Doyle wrote eloquently about believing the impossible: “It is illogical, unreasonable, unthinkable, unprovable, nonsensical, counter-cultural, and in direct defiance of all evidence and human history. Isn’t that great? Isn’t the loopiness at the center of it the best thing of all? We never admit that — but maybe we should celebrate it.”

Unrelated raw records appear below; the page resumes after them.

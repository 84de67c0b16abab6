/* This Source Code Form is subject to the terms of the Mozilla Public
 * License, v. 2.0. If a copy of the MPL was not distributed with this
 * file, You can obtain one at http://mozilla.org/MPL/2.0/. */

//! Serialization of request structures as XML.
//!
//! Requests are written element by element through a [`quick_xml::Writer`].
//! Each request type implements [`XmlSerialize`] by hand; element names carry
//! their namespace prefix (`m:` for messages, `t:` for types), which is bound
//! once on the SOAP envelope.
//!
//! Deserialization of responses does not go through this module: `quick_xml`'s
//! serde implementation is used directly for that.

mod impls;

use quick_xml::{
    events::{BytesEnd, BytesStart, BytesText, Event},
    Writer,
};
use thiserror::Error;

/// A data structure which can be serialized as XML content nodes.
pub trait XmlSerialize {
    /// Serializes this value as XML content nodes within an enclosing XML
    /// element.
    fn serialize_as_element<W>(&self, writer: &mut Writer<W>, name: &str) -> Result<(), Error>
    where
        W: std::io::Write,
    {
        writer.write_event(Event::Start(BytesStart::new(name)))?;

        self.serialize_child_nodes(writer)?;

        writer.write_event(Event::End(BytesEnd::new(name)))?;

        Ok(())
    }

    /// Serializes this value as XML content nodes.
    fn serialize_child_nodes<W>(&self, writer: &mut Writer<W>) -> Result<(), Error>
    where
        W: std::io::Write;
}

/// A data structure which can be serialized as the value of an XML attribute.
pub trait XmlSerializeAttr {
    /// Serializes this value as the value of an XML attribute.
    fn serialize_as_attribute(&self, start_tag: &mut BytesStart, name: &str);
}

/// Writes an element with a single text node, escaping its content.
pub(crate) fn write_text_element<W>(
    writer: &mut Writer<W>,
    name: &str,
    text: &str,
) -> Result<(), Error>
where
    W: std::io::Write,
{
    writer.write_event(Event::Start(BytesStart::new(name)))?;
    writer.write_event(Event::Text(BytesText::new(text)))?;
    writer.write_event(Event::End(BytesEnd::new(name)))?;

    Ok(())
}

/// An error generated during the XML serialization process.
#[derive(Debug, Error)]
#[non_exhaustive]
pub enum Error {
    #[error("failed to process XML document")]
    Xml(#[from] quick_xml::Error),

    #[error("failed to write XML document")]
    Io(#[from] std::io::Error),
}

The Resurrection and Passover stories are impossible for our rational minds to believe. But they speak to a deeper part of ourselves through the language of myth, Campbell said. They allow our psyches to cast off the shadow of death and emerge anew. Rising from death or deadness is another way of saying coming to life again — to your senses, to your mind and heart, to yourself and each other, to life itself, life all around you. It means waking up, just as the natural world all around us awakens. Take a walk and you’ll see a holy host of people casting off the bondage of the virus and doing little more than watching the world wake up. There might not be a better way to celebrate Passover and Easter (and starting on April 23, Ramadan).
But we are also in the throes of a wider awakening — countrywide, worldwide. We’re in the process of rising from the deadness of our institutions, politics, and traditions — rising from this pandemic, awakening to a renewable, more sustainable world.
The Israelites awoke on the morning after the angel of death passed over to find themselves liberated. Mary Magdalene and the other apostles awoke on Easter morning, but Mary was so eager she ran ahead and was the first to see the open tomb.
Death, according to our mythology, means to be born anew. What is your liberation? What is the open tomb in your life? What is your miracle? What resurrection is imminent?
How will you celebrate Passover and Easter and Ramadan (or whatever you celebrate) in this era of social-distancing?
Here’s one way: Arise from deadness. Come alive.
The world is emerging anew all around you.